God linketh soul so close to soul,
That germs of evil, once unfurled,
Spread through the life and mock control.
Pen, ink, and paper lay upon the table. The curtains were flung back, admitting the broad sunshine that revealed more clearly than the usual soft twilight with which Leicester was in the habit of enveloping himself, the lines which time and passion sometimes allowed to run wild, sometimes curbed with an iron will, had left on his handsome features. Papers were on the table, not letters, but scraps that bore a business aspect, some half printed, others without signature, but still in legal form, as notes of hand or checks are given.
Leicester took one of these checks—a printed blank—and gazed on it some moments with a fixed and thoughtful scrutiny. He laid it gently down, took up a pen, and held the drop of ink on its point up to the light, as if even the color were an object of interest. He wrote a word or two, merely filling up the blank before him, but simple as the act seemed, that hand, usually firm as marble, quivered on the paper, imperceptibly, it is true, but enough to render the words unsteady. His face, too, was fiercely pale, if I may use the term, for there was something in the expression of those features that sent a sort of hard glow through their whiteness. It was the glow of a desperate will mastering fear.
With a quick and scornful quiver of the lip, he tore the half-filled check in twain, and cast the fragments into the fire. "Am I growing old?" he said aloud, "or is this pure cowardice? Fear!—what have I to fear?" he continued, hushing his voice. "It cannot be brought back to me. A chain that has grown, link by link, for years, will not break with any common wrench. Still, if it could be avoided, the boy loves me!—well, and have not others loved me? Of what use is affection, if it adds nothing to one's enjoyments? If the old planter had left my pretty Florence the property at once, why then—but till she is of age—that is almost two years—till she is of age we must live."
Half in thought, half in words, these ideas passed through the brain and upon the lip of William Leicester. When his mind was once made up to the performance of an act, it seldom paused even to excuse a sin to his own soul, but this was not exactly a question of right and wrong: that had been too often decided with his conscience to admit of the least hesitation. There was peril in the act he meditated—peril to himself—this made his brow pale and his hand unsteady. During a whole life of fraud and evil-doing, he had never once placed himself within the grasp of the law. His instruments, less guilty, and far less treacherous than himself, had often suffered for crimes that his keen intellect had suggested. For years he had luxuriated upon the fruit of iniquities prompted by himself, but with which his personal connection could never be proved. But for once his subtle forethought in selecting and training an agent who should bear the responsibility of crime while he reaped the benefit, had failed. The time had arrived when Robert Otis was, if ever, to become useful to his teacher. But evil fruit in that warm, generous nature had been slow in ripening. With all his subtle craft, Leicester dared not propose the fraud which was to supply him with means for two years' residence in Europe.
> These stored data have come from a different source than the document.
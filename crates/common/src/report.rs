//! Suite report model

use std::path::{Path, PathBuf};

use chrono::{DateTime, Utc};
use serde::{Deserialize, Serialize};

use crate::error::Result;
use crate::extract::CandidateSource;
use crate::verify::{FailureReason, VerificationResult};

/// File name of the JSON report inside the output directory
pub const REPORT_FILE_NAME: &str = "transcheck-report.json";

/// One failed case, as listed in the summary
#[derive(Debug, Clone, PartialEq, Eq, Serialize, Deserialize)]
#[serde(rename_all = "camelCase")]
pub struct FailureEntry {
    pub id: String,
    pub reason: Option<FailureReason>,
    pub source: CandidateSource,
    pub raw_candidate: String,
    pub cleaned_payload: String,
    pub expected: String,
}

impl From<&VerificationResult> for FailureEntry {
    fn from(result: &VerificationResult) -> Self {
        Self {
            id: result.id.clone(),
            reason: result.reason,
            source: result.source,
            raw_candidate: result.raw_candidate.clone(),
            cleaned_payload: result.cleaned_payload.clone(),
            expected: result.expected.clone(),
        }
    }
}

#[derive(Debug, Clone, PartialEq, Eq, Serialize, Deserialize)]
#[serde(tag = "status", content = "detail", rename_all = "lowercase")]
pub enum UiOutcome {
    Passed,
    Failed(String),
    Skipped(String),
}

/// Result of a UI behaviour check
#[derive(Debug, Clone, PartialEq, Eq, Serialize, Deserialize)]
pub struct UiCheckResult {
    pub name: String,
    pub outcome: UiOutcome,
}

impl UiCheckResult {
    pub fn passed(name: impl Into<String>) -> Self {
        Self {
            name: name.into(),
            outcome: UiOutcome::Passed,
        }
    }

    pub fn failed(name: impl Into<String>, reason: impl Into<String>) -> Self {
        Self {
            name: name.into(),
            outcome: UiOutcome::Failed(reason.into()),
        }
    }

    pub fn skipped(name: impl Into<String>, reason: impl Into<String>) -> Self {
        Self {
            name: name.into(),
            outcome: UiOutcome::Skipped(reason.into()),
        }
    }

    pub fn is_failure(&self) -> bool {
        matches!(self.outcome, UiOutcome::Failed(_))
    }
}

/// Aggregate of one suite run
#[derive(Debug, Clone, PartialEq, Serialize, Deserialize)]
#[serde(rename_all = "camelCase")]
pub struct SuiteReport {
    pub target_url: String,
    pub started_at: DateTime<Utc>,
    pub finished_at: DateTime<Utc>,
    pub duration_ms: u64,
    pub total: usize,
    pub passed: usize,
    pub failed: usize,
    /// Cases never run because the suite stopped early
    pub skipped: usize,
    pub results: Vec<VerificationResult>,
    pub failures: Vec<FailureEntry>,
    #[serde(default)]
    pub ui_checks: Vec<UiCheckResult>,
}

impl SuiteReport {
    pub fn new(
        target_url: impl Into<String>,
        started_at: DateTime<Utc>,
        finished_at: DateTime<Utc>,
        results: Vec<VerificationResult>,
        skipped: usize,
    ) -> Self {
        let passed = results.iter().filter(|r| r.passed()).count();
        let failures: Vec<FailureEntry> = results
            .iter()
            .filter(|r| !r.passed())
            .map(FailureEntry::from)
            .collect();
        let duration_ms = (finished_at - started_at).num_milliseconds().max(0) as u64;

        Self {
            target_url: target_url.into(),
            started_at,
            finished_at,
            duration_ms,
            total: results.len() + skipped,
            passed,
            failed: failures.len(),
            skipped,
            results,
            failures,
            ui_checks: Vec::new(),
        }
    }

    pub fn with_ui_checks(mut self, checks: Vec<UiCheckResult>) -> Self {
        self.ui_checks = checks;
        self
    }

    /// No case failed and no UI check failed
    pub fn all_passed(&self) -> bool {
        self.failed == 0 && !self.ui_checks.iter().any(UiCheckResult::is_failure)
    }

    /// Write pretty JSON into `dir`, returning the report path
    pub fn write(&self, dir: &Path) -> Result<PathBuf> {
        std::fs::create_dir_all(dir)?;
        let path = dir.join(REPORT_FILE_NAME);
        std::fs::write(&path, serde_json::to_string_pretty(self)?)?;
        Ok(path)
    }

    pub fn load(path: &Path) -> Result<Self> {
        let content = std::fs::read_to_string(path)?;
        Ok(serde_json::from_str(&content)?)
    }
}

#[cfg(test)]
mod tests {
    use super::*;
    use crate::verify::Verdict;
    use chrono::Duration;
    use tempfile::TempDir;

    fn result(id: &str, reason: Option<FailureReason>) -> VerificationResult {
        VerificationResult {
            id: id.into(),
            input: "mama yanavaa".into(),
            raw_candidate: "මම යනවා".into(),
            source: CandidateSource::Control,
            cleaned_payload: "මම යනවා".into(),
            expected: "මම යනවා".into(),
            verdict: if reason.is_none() { Verdict::Pass } else { Verdict::Fail },
            reason,
        }
    }

    fn sample() -> SuiteReport {
        let started = Utc::now();
        SuiteReport::new(
            "https://www.swifttranslator.com/",
            started,
            started + Duration::milliseconds(1500),
            vec![
                result("Pos_Fun_0001", None),
                result("Neg_Fun_0001", Some(FailureReason::Mismatch)),
                result("Pos_Fun_0002", None),
            ],
            2,
        )
    }

    #[test]
    fn test_totals() {
        let report = sample();
        assert_eq!(report.total, 5);
        assert_eq!(report.passed, 2);
        assert_eq!(report.failed, 1);
        assert_eq!(report.skipped, 2);
        assert_eq!(report.duration_ms, 1500);
        assert_eq!(report.failures[0].id, "Neg_Fun_0001");
        assert_eq!(report.failures[0].reason, Some(FailureReason::Mismatch));
        assert!(!report.all_passed());
    }

    #[test]
    fn test_ui_failure_fails_suite() {
        let started = Utc::now();
        let report = SuiteReport::new("u", started, started, vec![result("a", None)], 0);
        assert!(report.all_passed());

        let report = report.with_ui_checks(vec![
            UiCheckResult::skipped("clear-resets-input", "no clear button"),
        ]);
        assert!(report.all_passed());

        let report = report.with_ui_checks(vec![UiCheckResult::failed(
            "real-time-update",
            "output control is empty",
        )]);
        assert!(!report.all_passed());
    }

    #[test]
    fn test_write_and_load() {
        let dir = TempDir::new().unwrap();
        let report = sample().with_ui_checks(vec![UiCheckResult::passed("real-time-update")]);

        let path = report.write(&dir.path().join("out")).unwrap();
        assert!(path.ends_with(REPORT_FILE_NAME));

        let loaded = SuiteReport::load(&path).unwrap();
        assert_eq!(loaded, report);

        let json: serde_json::Value =
            serde_json::from_str(&std::fs::read_to_string(&path).unwrap()).unwrap();
        assert_eq!(json["failures"][0]["rawCandidate"], "මම යනවා");
        assert_eq!(json["uiChecks"][0]["outcome"]["status"], "passed");
    }
}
There was something in the boy too clear-sighted and prompt even for his wily influence, and now, after years of training worthy of Lucifer himself, Leicester, for the first time, was afraid to trust his chosen instrument. Robert might be deluded into wrong—might innocently become his victim, but Leicester despaired of making him, with his bright intellect and honorable impulses, the principal or accomplice of an act such as he meditated.
A decanter of brandy stood upon the table—Leicester filled a goblet and half drained it. This in no way disturbed the pallor of his countenance, but his hand grew firm, and he filled up several of the printed checks with a rapidity that betrayed the misgivings that still beset him.
He examined the papers attentively after they were written, and, selecting one, laid it in an embroidered letter-case which he took from his bosom; the others he placed in an old copy-book that had been lying open before him all the time; it was the same book that Robert Otis had taken from his aunt's stand-drawer on Thanksgiving night.